Although Crace strives hard to convince us of the agonies of fandom, he instead – which is perhaps his real intention – succeeds best in conveying its pleasures. Who could argue with his contention that football is a place where the anxiety of day-to-day existence is suspended, overridden by something more immediate and coherent? And even if the fan-memoir form is getting a little tired at this stage, the journey through Crace’s football year, even for a non-Spur, is so congenial that you don’t want it to end.

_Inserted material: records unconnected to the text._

//! Energy-relaxation (T1) measurement script.
//!
//! Standalone, no command-line arguments: configuration is the block of
//! constants below. The raw data is persisted before any fitting.

#[global_allocator]
static GLOBAL: mimalloc::MiMalloc = mimalloc::MiMalloc;

use std::path::Path;

use anyhow::bail;
use tracing_subscriber::EnvFilter;

use rimfax_adapter_sim::SimPulsed;
use rimfax_experiments::t1_memory_coherent::{T1MemoryCoherent, T1MemoryCoherentParams};
use rimfax_experiments::{print_header, print_result, print_section, print_success};
use rimfax_hal::InstrumentConfig;
use rimfax_timeline::Port;

const WHICH_QUBIT: u8 = 2; // 1 (higher resonator) or 2 (lower resonator)

// instrument address; the simulator backend accepts anything non-empty
const ADDRESS: &str = "192.0.2.53";
const PORT: u16 = 42874;
const EXT_REF_CLK: bool = false;

// cavity drive: readout
const READOUT_AMP: f64 = 0.1; // FS
const READOUT_DURATION: f64 = 2e-6; // s
const READOUT_PORT: u8 = 1;

// memory drive: displacement
const MEMORY_FREQ: f64 = 4.2e9; // Hz
const MEMORY_AMP: f64 = 0.3; // FS
const MEMORY_DURATION: f64 = 1e-6; // s
const MEMORY_PORT: u8 = 5;

// qubit drive: conditional pi pulse
const CONTROL_DURATION: f64 = 100e-9; // s

// cavity readout: sample
const SAMPLE_DURATION: f64 = 4e-6; // s
const SAMPLE_PORT: u8 = 1;

// T1 sweep
const NUM_AVERAGES: u32 = 10_000;
const NR_DELAYS: usize = 64;
const DT_DELAYS: f64 = 2e-6; // s, delay step size
const WAIT_DELAY: f64 = 200e-6; // s, decay between repetitions
const READOUT_SAMPLE_DELAY: f64 = 290e-9; // s

const DATA_DIR: &str = "data";

fn main() -> anyhow::Result<()> {
    tracing_subscriber::fmt()
        .with_env_filter(
            EnvFilter::try_from_default_env().unwrap_or_else(|_| EnvFilter::new("info")),
        )
        .with_target(false)
        .init();

    // per-qubit calibration
    let (readout_freq, control_freq, control_amp, control_port) = match WHICH_QUBIT {
        1 => (6.166_600e9, 3.557_866e9, 0.102_58, 3u8),
        2 => (6.028_450e9, 4.093_372e9, 0.761_7, 4u8),
        other => bail!("invalid qubit selector {other}: expected 1 or 2"),
    };

    print_header("T1 energy relaxation");
    print_section("Setup");
    print_result("Qubit", WHICH_QUBIT);
    print_result("Control frequency", format!("{:.6} GHz", control_freq / 1e9));
    print_result("Delay steps", NR_DELAYS);
    print_result(
        "Max delay",
        format!("{:.1} µs", (NR_DELAYS - 1) as f64 * DT_DELAYS * 1e6),
    );

    let params = T1MemoryCoherentParams {
        readout_freq,
        control_freq,
        memory_freq: MEMORY_FREQ,
        readout_amp: READOUT_AMP,
        control_amp,
        memory_amp: MEMORY_AMP,
        readout_duration: READOUT_DURATION,
        control_duration: CONTROL_DURATION,
        memory_duration: MEMORY_DURATION,
        sample_duration: SAMPLE_DURATION,
        delay_arr: (0..NR_DELAYS).map(|i| i as f64 * DT_DELAYS).collect(),
        readout_port: Port(READOUT_PORT),
        control_port: Port(control_port),
        memory_port: Port(MEMORY_PORT),
        sample_port: Port(SAMPLE_PORT),
        wait_delay: WAIT_DELAY,
        readout_sample_delay: READOUT_SAMPLE_DELAY,
        num_averages: NUM_AVERAGES,
    };

    let config = InstrumentConfig::new(ADDRESS)
        .with_port(PORT)
        .with_ext_ref_clk(EXT_REF_CLK);
    let instrument = SimPulsed::connect(&config)?;

    print_section("Measurement");
    let mut exp = T1MemoryCoherent::new(params);
    exp.run(instrument)?;

    let path = exp.save(Path::new(DATA_DIR), include_str!("t1_memory_coherent.rs"))?;
    print_result("Data saved to", path.display());

    print_section("Analysis");
    let fit = exp.analyze()?;
    print_result("T1", format!("{:.2} µs", fit.t1 * 1e6));

    println!();
    print_success("T1 measurement complete");
    Ok(())
}
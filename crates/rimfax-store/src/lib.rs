//! Self-describing persisted records for measurement runs.
//!
//! One run produces one [`Record`]: a verbatim snapshot of the generating
//! program's source, a scalar attribute for every experiment parameter,
//! and the named result arrays (time axis, complex result buffer). The
//! whole thing is a single JSON container.
//!
//! # Round-trip contract
//!
//! Loading a record must reconstruct an object able to re-run analysis
//! without re-acquiring data — so every parameter that affects timeline
//! construction or physical calibration is persisted. Writing happens
//! before any fitting: a diverging fit can never corrupt raw data.

mod error;
mod record;

pub use error::{StoreError, StoreResult};
pub use record::{ArrayData, AttrValue, Record};
//! Error types for timeline construction.

use thiserror::Error;

use crate::event::Port;

/// Errors that can occur while building or validating a timeline.
#[derive(Debug, Error, Clone, PartialEq)]
#[non_exhaustive]
pub enum TimelineError {
    /// A swept delay came out negative; the instrument cannot execute it.
    #[error("negative delay {delay} s at sweep index {index}")]
    NegativeDelay { index: usize, delay: f64 },

    /// An event was scheduled before the previous one.
    #[error("event at {time} s scheduled before previous event at {prev} s")]
    NonMonotonic { time: f64, prev: f64 },

    /// A pulse duration must be strictly positive.
    #[error("pulse duration must be positive, got {duration} s")]
    NonPositiveDuration { duration: f64 },

    /// A wait, latency or cursor advance must be non-negative.
    #[error("{name} must be non-negative, got {value} s")]
    NegativeInterval { name: &'static str, value: f64 },

    /// Two pulses on the same physical output overlap in time.
    #[error("pulses on {port} overlap: previous ends at {end} s, next starts at {start} s")]
    OverlappingPulses { port: Port, end: f64, start: f64 },

    /// A delay sweep needs at least one point.
    #[error("delay sweep must have at least one step")]
    EmptySweep,
}

/// Result type for timeline operations.
pub type TimelineResult<T> = Result<T, TimelineError>;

A season ticket for one of London’s top grounds, quality football from a successful team, a cosy coterie of like-minded individuals with the means and pretext for regular jaunts to major European cities: it doesn’t sound that bad, does it?

He should try being a West Ham fan.
 

stevenurse

Palacios' neck fat
May 14, 2007
6,089
10,022
Got it, great book. Really gets the emotions that come with being a yiddo
 

JimmyG2

SC Supporter
Dec 7, 2006
15,014
20,779
£6.99 from Amazon.
He's an extreme case but certainly there's abit of John Crace in most Spurs fans.

Not quite finished it yet but the stuff about his family rings one or two bells, especially his wife Jill.
I think he got her from the same place I got Mrs JG2.
 

jazz15c

SC Supporter
Jul 29, 2010
1,422
2,232
It's next in my pile after I finish Hammond's car crash book...looking forward to it.
 

Wsussexspur

Well-Known Member
Oct 2, 2007
8,918
10,177
Just got it tonight already read 50 pages of it! Its scarey how well I can relate to John Grace! Think it really is a must read for all spurs fans
 

invictaspur

Member
Jan 7, 2009
252
10
I finished it inside a weekend too. Excellent book. I think most of us would relate to it very well.

FWIW I bumped into him and his son before the Scum game. They sit in Block 26 and John seemed like a really good bloke.